I have proved the following statement:
"Suppose $f, g:[a, b]\to\mathbb{R}$ are Riemann integrable. Prove that $f + g$ is Riemann integrable on $[a, b]$ and $\int_{a}^{b} (f+g)=\int_{a}^{b} f+\int_{a}^{b} g$."

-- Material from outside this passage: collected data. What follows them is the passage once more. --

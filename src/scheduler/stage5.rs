//! Stage 5: practicals whose subject has scheduled lectures.
//!
//! A practical wants to sit on a day *without* the subject's lecture, so
//! students meet the material before exercising it - a soft preference
//! that falls back to lecture days when nothing else fits. Subgroup
//! siblings pair the same way as in stage 3.

use super::complexity::{complexity_score, group_available_slots, ScoreInputs};
use super::pairs::build_subgroup_pairs;
use super::search::order_days_by_load;
use super::subgroup::{
    schedule_critical_pair, schedule_parallel_subgroup, schedule_standard,
};
use super::{PipelineState, StageOutcome};
use crate::types::{
    Assignment, Day, SchedulerConfig, Stream, StreamId, StreamType, UnscheduledStream,
    WeekType,
};
use std::collections::{HashMap, HashSet};
use tracing::debug;

/// subject -> days carrying at least one scheduled lecture
fn scheduled_lecture_days(assignments: &[Assignment]) -> HashMap<String, Vec<Day>> {
    let mut by_subject: HashMap<String, Vec<Day>> = HashMap::new();
    for a in assignments {
        if a.stream_type != StreamType::Lecture {
            continue;
        }
        let days = by_subject.entry(a.subject.clone()).or_default();
        if !days.contains(&a.day) {
            days.push(a.day);
        }
    }
    by_subject
}

/// Subjects that have a lecture stream in the input or a scheduled lecture
/// on the board
fn subjects_with_lectures(
    streams: &[Stream],
    lecture_days: &HashMap<String, Vec<Day>>,
) -> HashSet<String> {
    let mut subjects: HashSet<String> = streams
        .iter()
        .filter(|s| s.stream_type == StreamType::Lecture)
        .map(|s| s.subject.clone())
        .collect();
    subjects.extend(lecture_days.keys().cloned());
    subjects
}

pub(crate) fn run(
    state: &mut PipelineState,
    config: &SchedulerConfig,
    streams: &[Stream],
    scheduled: &HashSet<StreamId>,
    assignments: &[Assignment],
) -> StageOutcome {
    let lecture_days = scheduled_lecture_days(assignments);
    let with_lectures = subjects_with_lectures(streams, &lecture_days);

    let candidates: Vec<&Stream> = streams
        .iter()
        .filter(|s| {
            s.stream_type == StreamType::Practical
                && !s.groups.is_empty()
                && !scheduled.contains(&s.id)
                && with_lectures.contains(&s.subject)
        })
        .collect();
    debug!(candidates = candidates.len(), "stage 5 filter");

    let pairs = build_subgroup_pairs(&candidates);

    let mut instructor_streams: HashMap<String, u32> = HashMap::new();
    for stream in &candidates {
        *instructor_streams
            .entry(stream.instructor_id().as_str().to_string())
            .or_insert(0) += 1;
    }

    let mut scored: Vec<(f64, &Stream)> = candidates
        .iter()
        .map(|stream| {
            let shift = stream.shift(&config.second_shift_groups);
            let inputs = ScoreInputs {
                instructor_load: instructor_streams
                    .get(stream.instructor_id().as_str())
                    .copied()
                    .unwrap_or(1),
                group_available_slots: group_available_slots(
                    state,
                    &stream.groups[0],
                    &Day::ALL,
                    shift,
                ),
                has_room_constraint: config.subject_rooms.contains_key(&stream.subject),
                is_flexible: config.is_flexible_subject(&stream.subject),
            };
            (complexity_score(stream, &config.tuning.weights, inputs), *stream)
        })
        .collect();
    scored.sort_by(|a, b| b.0.total_cmp(&a.0));

    let mut outcome = StageOutcome::default();
    for (_, stream) in scored {
        let hours = stream.hours_for(WeekType::Both);
        if hours == 0 {
            continue;
        }
        let shift = stream.shift(&config.second_shift_groups);
        let flexible = config.is_flexible_subject(&stream.subject);
        let subject_lecture_days = lecture_days
            .get(&stream.subject)
            .cloned()
            .unwrap_or_default();

        // Days without the subject's lecture come first (soft preference),
        // each bucket ordered for consolidation
        let order = |st: &PipelineState| -> Vec<Day> {
            if flexible || subject_lecture_days.is_empty() {
                return order_days_by_load(st, &stream.groups, &Day::ALL);
            }
            let non_lecture: Vec<Day> = Day::ALL
                .iter()
                .copied()
                .filter(|d| !subject_lecture_days.contains(d))
                .collect();
            let lecture: Vec<Day> = Day::ALL
                .iter()
                .copied()
                .filter(|d| subject_lecture_days.contains(d))
                .collect();
            let mut days = order_days_by_load(st, &stream.groups, &non_lecture);
            days.extend(order_days_by_load(st, &stream.groups, &lecture));
            days
        };

        let pair = pairs.get(&stream.id);
        let result = match pair {
            Some(info) if info.critical => schedule_critical_pair(
                state,
                stream,
                shift,
                hours,
                WeekType::Both,
                Some(info),
                &order,
            ),
            Some(info) => schedule_parallel_subgroup(
                state,
                stream,
                shift,
                hours,
                WeekType::Both,
                Some(info),
                &order,
            ),
            None if stream.is_any_subgroup() => schedule_parallel_subgroup(
                state,
                stream,
                shift,
                hours,
                WeekType::Both,
                None,
                &order,
            ),
            None => schedule_standard(state, stream, shift, hours, WeekType::Both, &order),
        };

        match result {
            Ok(placed) => outcome.assignments.extend(placed),
            Err((reason, details)) => outcome
                .unscheduled
                .push(UnscheduledStream::from_stream(stream, reason, details)),
        }
    }
    outcome
}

but I am a bit unsure about how to handle suprema and infima in the part where I prove that $\int_{a}^{b} (f+g)=\int_{a}^{b} f+\int_{a}^{b} g$ so I would be grateful if someone could check my proof out, especially in that part: comments are welcome.
My proof:
Let $P$ be a partition $x_0,\dots, x_n$ of $[a,b]$. Then \begin{align}U(f+g,[a,b])\leq U(f+g,P,[a,b])&=\sum_{j=1}^{n}(x_j-x_{j-1})\sup_{[x_{j-1},x_j]}(f+g)\overset{*}{\leq}\sum_{j=1}^{n}(x_j-x_{j-1})(\sup_{[x_{j-1},x_j]}f+\sup_{[x_{j-1},x_j]}g)\\ &=\sum_{j=1}^{n}(x_j-x_{j-1})(\sup_{[x_{j-1},x_j]}f)+\sum_{j=1}^{n}(x_j-x_{j-1})\sup_{[x_{j-1},x_j]}g\\&=U(f,P,[a,b])+U(g,P,[a,b])\tag{1}\end{align} and \begin{align}L(f+g,[a,b])\geq L(f+g,P,[a,b])&=\sum_{j=1}^{n}(x_j-x_{j-1})\inf_{[x_{j-1},x_j]}(f+g)\overset{*}{\geq}\sum_{j=1}^{n}(x_j-x_{j-1})(\inf_{[x_{j-1},x_j]}f+\inf_{[x_{j-1},x_j]}g)\\&=\sum_{j=1}^{n}(x_j-x_{j-1})(\inf_{[x_{j-1},x_j]}f)+\sum_{j=1}^{n}(x_j-x_{j-1})\inf_{[x_{j-1},x_j]}g\\&=L(f,P,[a,b])+L(g,P,[a,b])\tag{2}\end{align}
(* if $f, g : A\to\mathbb{R}$ are bounded functions, then $\sup_A (f + g)\leq\sup_A f+\sup_A g$ and $\inf_A (f + g)\geq\inf_A f+\inf_A g$).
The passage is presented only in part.